WFHB Manager Chad Carrothers created the idea for the story drive with Grover as a way to “raise stories,” she said. Since its inception, BSP has sponsored more than 20 storytelling events throughout Bloomington and has aired more than 60 episodes of the “The Porch Swing.” The group also has one of the largest volunteer teams at
the station.

Barton Girdwood, a junior studying gender studies and public memory with the Individualized Major Program, first heard about the project in fall 2009 when he attended a storytelling event at the Bishop Bar.

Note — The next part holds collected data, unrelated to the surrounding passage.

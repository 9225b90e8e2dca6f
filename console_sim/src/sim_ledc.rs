use std::cell::RefCell;

use backlight_control::bsp::pwm::{
    ChannelConfig, ClockSource, PwmPeripheral, SpeedMode, TimerConfig,
};

use crate::sim_error::SimError;

pub const TIMERS: usize = 4;
pub const CHANNELS: usize = 8;

const APB_CLK_HZ: u64 = 80_000_000;
const REF_TICK_HZ: u64 = 1_000_000;
const MAX_RESOLUTION_BITS: u8 = 20;

#[derive(Clone, Debug, Eq, PartialEq, Copy)]
pub struct ChannelState {
    pub pin: u8,
    pub timer: u8,
    /// Duty which is currently on the output
    pub duty: u32,
    /// Duty written by set_duty, waiting for update_duty
    pub pending_duty: u32,
    pub invert: bool,
    pub running: bool,
    pub idle_high: bool,
}

/// LEDC which resides in memory, low speed group of an ESP32
pub struct SimLedc {
    timers: RefCell<[Option<TimerConfig>; TIMERS]>,
    channels: RefCell<[Option<ChannelState>; CHANNELS]>,
}

impl SimLedc {
    pub fn new() -> Self {
        SimLedc {
            timers: RefCell::new([None; TIMERS]),
            channels: RefCell::new([None; CHANNELS]),
        }
    }

    pub fn timer(&self, timer: u8) -> Option<TimerConfig> {
        self.timers.borrow().get(timer as usize).copied().flatten()
    }

    pub fn channel(&self, channel: u8) -> Option<ChannelState> {
        self.channels.borrow().get(channel as usize).copied().flatten()
    }

    /// Fraction of a period the pad of the channel is high, polarity included
    pub fn pad_high_fraction(&self, channel: u8) -> Option<f64> {
        let state = self.channel(channel)?;
        if !state.running {
            return Some(if state.idle_high { 1.0 } else { 0.0 });
        }
        let timer = self.timer(state.timer)?;
        let fraction = state.duty as f64 / (1u64 << timer.resolution_bits) as f64;
        Some(if state.invert { 1.0 - fraction } else { fraction })
    }

    fn check_channel(channel: u8) -> Result<usize, SimError> {
        if (channel as usize) < CHANNELS {
            Ok(channel as usize)
        } else {
            Err(SimError::InvalidChannel(channel))
        }
    }

    fn check_speed_mode(speed_mode: SpeedMode) -> Result<(), SimError> {
        match speed_mode {
            SpeedMode::LowSpeed => Ok(()),
            SpeedMode::HighSpeed => Err(SimError::UnsupportedSpeedMode),
        }
    }

    fn with_channel<F>(&self, channel: u8, f: F) -> Result<(), SimError>
    where
        F: FnOnce(&mut ChannelState, &TimerConfig) -> Result<(), SimError>,
    {
        let index = Self::check_channel(channel)?;
        let mut channels = self.channels.borrow_mut();
        let state = channels[index]
            .as_mut()
            .ok_or(SimError::ChannelNotConfigured(channel))?;
        let timer = self
            .timer(state.timer)
            .ok_or(SimError::TimerNotConfigured(state.timer))?;
        f(state, &timer)
    }
}

fn max_duty(timer: &TimerConfig) -> u32 {
    1 << timer.resolution_bits
}

impl PwmPeripheral for SimLedc {
    type Error = SimError;

    fn configure_timer(&self, config: &TimerConfig) -> Result<(), Self::Error> {
        Self::check_speed_mode(config.speed_mode)?;
        if config.timer as usize >= TIMERS {
            return Err(SimError::InvalidTimer(config.timer));
        }
        if config.resolution_bits == 0 || config.resolution_bits > MAX_RESOLUTION_BITS {
            return Err(SimError::UnsupportedResolution(config.resolution_bits));
        }
        let source_hz = match config.clock {
            ClockSource::Auto | ClockSource::Apb => APB_CLK_HZ,
            ClockSource::RefTick => REF_TICK_HZ,
        };
        // the timer counter needs one source tick per duty step
        let required_hz = config.freq_hz as u64 * (1u64 << config.resolution_bits);
        if config.freq_hz == 0 || required_hz > source_hz {
            return Err(SimError::UnsupportedFrequency(config.freq_hz));
        }
        self.timers.borrow_mut()[config.timer as usize] = Some(*config);
        Ok(())
    }

    fn configure_channel(&self, config: &ChannelConfig) -> Result<(), Self::Error> {
        Self::check_speed_mode(config.speed_mode)?;
        let index = Self::check_channel(config.channel)?;
        let timer = self
            .timer(config.timer)
            .ok_or(SimError::TimerNotConfigured(config.timer))?;
        if config.duty > max_duty(&timer) {
            return Err(SimError::DutyOutOfRange(config.duty));
        }
        self.channels.borrow_mut()[index] = Some(ChannelState {
            pin: config.pin,
            timer: config.timer,
            duty: config.duty,
            pending_duty: config.duty,
            invert: config.invert,
            running: true,
            idle_high: false,
        });
        Ok(())
    }

    fn set_duty(&self, speed_mode: SpeedMode, channel: u8, duty: u32) -> Result<(), Self::Error> {
        Self::check_speed_mode(speed_mode)?;
        self.with_channel(channel, |state, timer| {
            if duty > max_duty(timer) {
                return Err(SimError::DutyOutOfRange(duty));
            }
            state.pending_duty = duty;
            Ok(())
        })
    }

    fn update_duty(&self, speed_mode: SpeedMode, channel: u8) -> Result<(), Self::Error> {
        Self::check_speed_mode(speed_mode)?;
        self.with_channel(channel, |state, _| {
            state.duty = state.pending_duty;
            state.running = true;
            Ok(())
        })
    }

    fn stop(&self, speed_mode: SpeedMode, channel: u8, idle_high: bool) -> Result<(), Self::Error> {
        Self::check_speed_mode(speed_mode)?;
        self.with_channel(channel, |state, _| {
            state.running = false;
            state.idle_high = idle_high;
            state.duty = 0;
            state.pending_duty = 0;
            Ok(())
        })
    }
}

#[cfg(test)]
mod test {
    use backlight_control::bsp::pwm::{ChannelConfig, ClockSource, PwmPeripheral, SpeedMode, TimerConfig};

    use crate::sim_error::SimError;
    use crate::sim_ledc::SimLedc;

    fn timer(freq_hz: u32, clock: ClockSource) -> TimerConfig {
        TimerConfig {
            speed_mode: SpeedMode::LowSpeed,
            timer: 1,
            resolution_bits: 10,
            freq_hz,
            clock,
        }
    }

    fn channel(invert: bool) -> ChannelConfig {
        ChannelConfig {
            speed_mode: SpeedMode::LowSpeed,
            channel: 3,
            pin: 23,
            timer: 1,
            duty: 0,
            hpoint: 0,
            invert,
        }
    }

    #[test]
    fn duty_reaches_output_after_update() {
        let ledc = SimLedc::new();
        ledc.configure_timer(&timer(5000, ClockSource::Auto)).unwrap();
        ledc.configure_channel(&channel(false)).unwrap();

        ledc.set_duty(SpeedMode::LowSpeed, 3, 512).unwrap();
        assert_eq!(ledc.pad_high_fraction(3), Some(0.0));

        ledc.update_duty(SpeedMode::LowSpeed, 3).unwrap();
        assert_eq!(ledc.pad_high_fraction(3), Some(0.5));
    }

    #[test]
    fn inverted_channel_is_high_for_the_rest_of_the_period() {
        let ledc = SimLedc::new();
        ledc.configure_timer(&timer(5000, ClockSource::Auto)).unwrap();
        ledc.configure_channel(&channel(true)).unwrap();

        ledc.set_duty(SpeedMode::LowSpeed, 3, 256).unwrap();
        ledc.update_duty(SpeedMode::LowSpeed, 3).unwrap();
        assert_eq!(ledc.pad_high_fraction(3), Some(0.75));
    }

    #[test]
    fn stopped_channel_holds_idle_level() {
        let ledc = SimLedc::new();
        ledc.configure_timer(&timer(5000, ClockSource::Auto)).unwrap();
        ledc.configure_channel(&channel(false)).unwrap();
        ledc.set_duty(SpeedMode::LowSpeed, 3, 1023).unwrap();
        ledc.update_duty(SpeedMode::LowSpeed, 3).unwrap();

        ledc.stop(SpeedMode::LowSpeed, 3, false).unwrap();

        let state = ledc.channel(3).unwrap();
        assert!(!state.running);
        assert_eq!(state.duty, 0);
        assert_eq!(ledc.pad_high_fraction(3), Some(0.0));
    }

    #[test]
    fn channel_needs_configured_timer() {
        let ledc = SimLedc::new();
        assert_eq!(
            ledc.configure_channel(&channel(false)),
            Err(SimError::TimerNotConfigured(1))
        );
        assert_eq!(
            ledc.set_duty(SpeedMode::LowSpeed, 3, 1),
            Err(SimError::ChannelNotConfigured(3))
        );
    }

    #[test]
    fn ref_tick_is_too_slow_for_10_bits_at_5khz() {
        let ledc = SimLedc::new();
        assert_eq!(
            ledc.configure_timer(&timer(5000, ClockSource::RefTick)),
            Err(SimError::UnsupportedFrequency(5000))
        );
        assert!(ledc.configure_timer(&timer(500, ClockSource::RefTick)).is_ok());
    }

    #[test]
    fn out_of_range_indices_are_rejected() {
        let ledc = SimLedc::new();
        let mut config = timer(5000, ClockSource::Auto);
        config.timer = 4;
        assert_eq!(ledc.configure_timer(&config), Err(SimError::InvalidTimer(4)));
        assert_eq!(
            ledc.update_duty(SpeedMode::LowSpeed, 8),
            Err(SimError::InvalidChannel(8))
        );
        assert_eq!(
            ledc.update_duty(SpeedMode::HighSpeed, 0),
            Err(SimError::UnsupportedSpeedMode)
        );
    }
}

Since then, Girdwood has been putting together two storytelling events per semester at Collins Living-Learning Center, including story circles with the Lesbian, Gay, Bisexual and Transgender community.

At live events, peoples’ stories are recorded on stage and used later for “The Porch Swing.” The BSP has also set up story booths at local events and will either record the stories in the station or meet the storytellers in their homes.

Girdwood said people will sometimes reach out to him to tell their story.

“I don’t know if I can speak for other people on why they want to share a story,” he said. “I think it means a lot of different things to a lot of different people. But what I can tell you is that at a live event, the stories are given differently to the audience and the other storytellers in the room.”

At a Collins live event in spring 2011, IU student Lee Davis told a story called “There was this one time at band camp,” in which she shared the amusing account of her first summer as a high school freshman in a drum line and when she fell backward in front of the instructor she had a crush on.

During another Collins event, several people told stories about the effect of cancer on their lives, including one girl whose mother died of the disease.

“I think it’s a way for people to feel like they are important because they got to do it in front of an audience and say, ‘This is my life, this is what I’m doing, this is what happened to me,’” Girdwood said. “It also relates to other people, too, because people laugh and people cry while they’re telling the story.”

Grover said BSP will likely have the 29 Stories Drive next year.

The group has planned another February event in which people will read from their diaries on stage Feb. 25 at the Bishop.

“Anything goes, and we are not picky,” Grover said. “What’s important to us is that they are real. Real people telling real stories. That’s what we’re all about.”